Reputation: 724
I have a dataframe whose columns consists of randomly distributed values and NAs, as seen below:
a<-c("S","E","NA","S","NA")
b<-c("A","NA","M","G","K")
c<-c("I","NA","NA","NA","L")
meh<-dataframe(a,b,c)
# [,1] [,2] [,3] [,4] [,5]
#a "S" "E" "NA" "S" "NA"
#b "A" "NA" "M" "G" "K"
#c "I" "NA" "NA" "NA" "L"
I want to remove all NAs and shift the non-NAs to the left - it should look like this
# [,1] [,2] [,3] [,4]
#a "S" "E" "S"
#b "A" "M" "G" "K"
#c "I" "L"
Any ideas?
Upvotes: 4
Views: 3080
Reputation: 4024
Once the vectors are all different sizes, it doesn't make sense to colbind them back into wide form. Instead,
library(dplyr)
library(tidyr)
meh %>%
gather(variable, value) %>%
filter(!is.na(value))
Upvotes: 0
Reputation: 887531
We can also use stri_list2matrix
library(stringi)
stri_list2matrix(lapply(meh, function(x) x[x!='NA']), fill='', byrow=TRUE)
# [,1] [,2] [,3] [,4]
#[1,] "S" "E" "S" ""
#[2,] "A" "M" "G" "K"
#[3,] "I" "L" "" ""
Upvotes: 1
Reputation: 76
It might help if you specify what you want to do with the data after you finish this process, but here's a way to get rid of NA's in the each column and store them to a variable.
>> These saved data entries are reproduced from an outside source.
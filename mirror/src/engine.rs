//! Sync engine: one participant's optimistic mirror of a board.
//!
//! LIFECYCLE
//! =========
//! 1. Host sends [`SyncEngine::join_frame`].
//! 2. Host feeds every inbound frame to [`SyncEngine::receive`]. The
//!    `board:join` reply seeds the local sequence.
//! 3. Local actions apply immediately and return the frame to send. No
//!    round-trip is awaited and nothing is reconciled afterwards: the relay
//!    is the only path remote state takes to reach this mirror.
//!
//! Undo and redo rewrite only this mirror. The notification they emit
//! carries no payload, so peers re-render but keep their own sequence.

use std::collections::HashMap;

use frames::{
    Batch, Cursor, Event, EventError, Frame, Identity, Mutation, Point, Shape, ShapeId, ShapeList, ShapePatch,
    Viewport,
};
use serde::Serialize;
use tracing::debug;

use crate::history::History;

/// What a received frame did to the mirror, so the host knows what to redraw.
#[derive(Debug, Clone, Copy, PartialEq, Eq)]
pub enum Applied {
    /// The relay assigned this connection its session id.
    Session,
    /// The sequence was replaced by a join snapshot.
    Snapshot,
    /// A remote mutation was applied to the sequence.
    Shapes,
    /// A peer's presence changed.
    Presence,
    /// A peer undid or redid locally; redraw, nothing changed here.
    Rerender,
    /// Nothing to do.
    Ignored,
}

/// Another participant in the room, as seen by this mirror.
#[derive(Debug, Clone, Default, PartialEq, Serialize)]
pub struct Peer {
    pub identity: Option<Identity>,
    pub color: Option<String>,
    pub cursor: Option<Point>,
    pub viewport: Option<Viewport>,
}

pub struct SyncEngine {
    board_id: String,
    identity: Identity,
    session_id: Option<String>,
    joined: bool,
    shapes: ShapeList,
    history: History,
    peers: HashMap<String, Peer>,
}

impl SyncEngine {
    #[must_use]
    pub fn new(board_id: impl Into<String>, identity: Identity) -> Self {
        Self {
            board_id: board_id.into(),
            identity,
            session_id: None,
            joined: false,
            shapes: ShapeList::new(),
            history: History::default(),
            peers: HashMap::new(),
        }
    }

    #[must_use]
    pub fn with_history_depth(mut self, depth: usize) -> Self {
        self.history = History::new(depth);
        self
    }

    #[must_use]
    pub fn board_id(&self) -> &str {
        &self.board_id
    }

    #[must_use]
    pub fn session_id(&self) -> Option<&str> {
        self.session_id.as_deref()
    }

    /// True once the join snapshot has arrived.
    #[must_use]
    pub fn is_joined(&self) -> bool {
        self.joined
    }

    #[must_use]
    pub fn shapes(&self) -> &[Shape] {
        self.shapes.as_slice()
    }

    #[must_use]
    pub fn history(&self) -> &History {
        &self.history
    }

    #[must_use]
    pub fn peers(&self) -> &HashMap<String, Peer> {
        &self.peers
    }

    #[must_use]
    pub fn join_frame(&self) -> Frame {
        Event::Join { board_id: Some(self.board_id.clone()), identity: Some(self.identity.clone()) }.to_frame()
    }

    // =========================================================================
    // LOCAL ACTIONS
    // =========================================================================

    /// Add one shape. `None` if its id is already on the board.
    pub fn add(&mut self, shape: Shape) -> Option<Frame> {
        self.commit_add(Batch::Single(shape))
    }

    /// Add several shapes as one undoable step.
    pub fn add_many(&mut self, shapes: Vec<Shape>) -> Option<Frame> {
        self.commit_add(Batch::Bulk(shapes))
    }

    fn commit_add(&mut self, batch: Batch<Shape>) -> Option<Frame> {
        let before = self.shapes.to_vec();
        if self.shapes.add_all(batch.as_slice().iter().cloned()) == 0 {
            return None;
        }
        self.history.record(before);
        Some(self.outbound(&Event::Mutation(Mutation::Add(batch))))
    }

    /// In-progress edit of a shape being drawn (stroke points, drag-resize).
    /// Not recorded in history: the add that started the gesture already was.
    pub fn preview(&mut self, patch: ShapePatch) -> Option<Frame> {
        if !self.shapes.update(&patch) {
            return None;
        }
        Some(self.outbound(&Event::Mutation(Mutation::Update(Batch::Single(patch)))))
    }

    /// Committed update of existing shapes (layout tidy, property edits).
    pub fn update(&mut self, patches: Vec<ShapePatch>) -> Option<Frame> {
        let before = self.shapes.to_vec();
        if self.shapes.update_all(&patches) == 0 {
            return None;
        }
        self.history.record(before);
        Some(self.outbound(&Event::Mutation(Mutation::Update(Batch::Bulk(patches)))))
    }

    /// Delete shapes by id. `None` if none of them exist.
    pub fn delete(&mut self, ids: Vec<ShapeId>) -> Option<Frame> {
        let before = self.shapes.to_vec();
        if self.shapes.delete(&ids) == 0 {
            return None;
        }
        self.history.record(before);
        Some(self.outbound(&Event::Mutation(Mutation::Delete(ids))))
    }

    /// Remove every shape as one undoable step. `None` if the board is empty.
    pub fn clear(&mut self) -> Option<Frame> {
        let before = self.shapes.to_vec();
        if self.shapes.clear() == 0 {
            return None;
        }
        self.history.record(before);
        Some(self.outbound(&Event::Mutation(Mutation::Clear)))
    }

    /// Roll the local sequence back one step. `None` when there is nothing to undo.
    pub fn undo(&mut self) -> Option<Frame> {
        let previous = self.history.undo(self.shapes.to_vec())?;
        self.shapes.replace(previous);
        Some(self.outbound(&Event::Undo))
    }

    /// Re-apply the last undone step. `None` when there is nothing to redo.
    pub fn redo(&mut self) -> Option<Frame> {
        let next = self.history.redo(self.shapes.to_vec())?;
        self.shapes.replace(next);
        Some(self.outbound(&Event::Redo))
    }

    #[must_use]
    pub fn cursor(&self, x: f64, y: f64) -> Frame {
        self.outbound(&Event::Cursor(Cursor {
            session_id: self.session_id.clone(),
            color: Some(self.identity.color.clone()),
            x,
            y,
        }))
    }

    #[must_use]
    pub fn viewport(&self, x: f64, y: f64, zoom: f64) -> Frame {
        self.outbound(&Event::Viewport(Viewport { session_id: self.session_id.clone(), x, y, zoom }))
    }

    fn outbound(&self, event: &Event) -> Frame {
        event.to_frame().with_board_id(self.board_id.clone())
    }

    // =========================================================================
    // REMOTE EVENTS
    // =========================================================================

    /// Apply one inbound frame.
    ///
    /// # Errors
    ///
    /// Returns [`EventError`] if the frame is not a recognizable event; the
    /// mirror is left untouched.
    pub fn receive(&mut self, frame: &Frame) -> Result<Applied, EventError> {
        Ok(self.apply(Event::from_frame(frame)?))
    }

    /// Apply one inbound event. Remote changes never enter local history.
    pub fn apply(&mut self, event: Event) -> Applied {
        match event {
            Event::Connected { session_id } => {
                self.session_id = Some(session_id);
                Applied::Session
            }
            Event::Snapshot { board_id, shapes } => {
                if !board_id.is_empty() {
                    self.board_id = board_id;
                }
                self.shapes.replace(shapes);
                self.history.clear();
                self.peers.clear();
                self.joined = true;
                Applied::Snapshot
            }
            Event::Mutation(mutation) => {
                match mutation {
                    Mutation::Add(batch) => {
                        self.shapes.add_all(batch.into_vec());
                    }
                    Mutation::Update(batch) => {
                        self.shapes.update_all(batch.as_slice());
                    }
                    Mutation::Delete(ids) => {
                        self.shapes.delete(&ids);
                    }
                    Mutation::Clear => {
                        self.shapes.clear();
                    }
                }
                Applied::Shapes
            }
            Event::Undo | Event::Redo => Applied::Rerender,
            Event::Cursor(cursor) => {
                let Some(session_id) = cursor.session_id else {
                    debug!("mirror: cursor without session id ignored");
                    return Applied::Ignored;
                };
                let peer = self.peers.entry(session_id).or_default();
                peer.cursor = Some(Point { x: cursor.x, y: cursor.y });
                if cursor.color.is_some() {
                    peer.color = cursor.color;
                }
                Applied::Presence
            }
            Event::Viewport(viewport) => {
                let Some(session_id) = viewport.session_id.clone() else {
                    debug!("mirror: viewport without session id ignored");
                    return Applied::Ignored;
                };
                self.peers.entry(session_id).or_default().viewport = Some(viewport);
                Applied::Presence
            }
            Event::PresenceJoin { session_id, identity } => {
                let peer = self.peers.entry(session_id).or_default();
                peer.color = Some(identity.color.clone());
                peer.identity = Some(identity);
                Applied::Presence
            }
            Event::PresenceLeave { session_id } => {
                self.peers.remove(&session_id);
                Applied::Presence
            }
            Event::Join { .. } => Applied::Ignored,
        }
    }
}

#[cfg(test)]
#[path = "engine_test.rs"]
mod engine_test;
That is if you actually have NA's. I changed your example dataset to reflect the comments above to include NA not "NA".
a<-c("S","E",NA,"S",NA)
b<-c("A",NA,"M","G","K")
c<-c("I",NA,NA,NA,"L")
meh<-data.frame(a,b,c)
newcol<-na.omit(meh$a) #Removes all NA's from your column
newcol<-newcol[1:length(newcol)] #Gives you an output without any NA's
The same can be done with each row like jeremycg suggests, using lapply.
lapply(1:nrow(meh), function(x) meh[x,][is.na(meh[x,])==F])
Upvotes: 1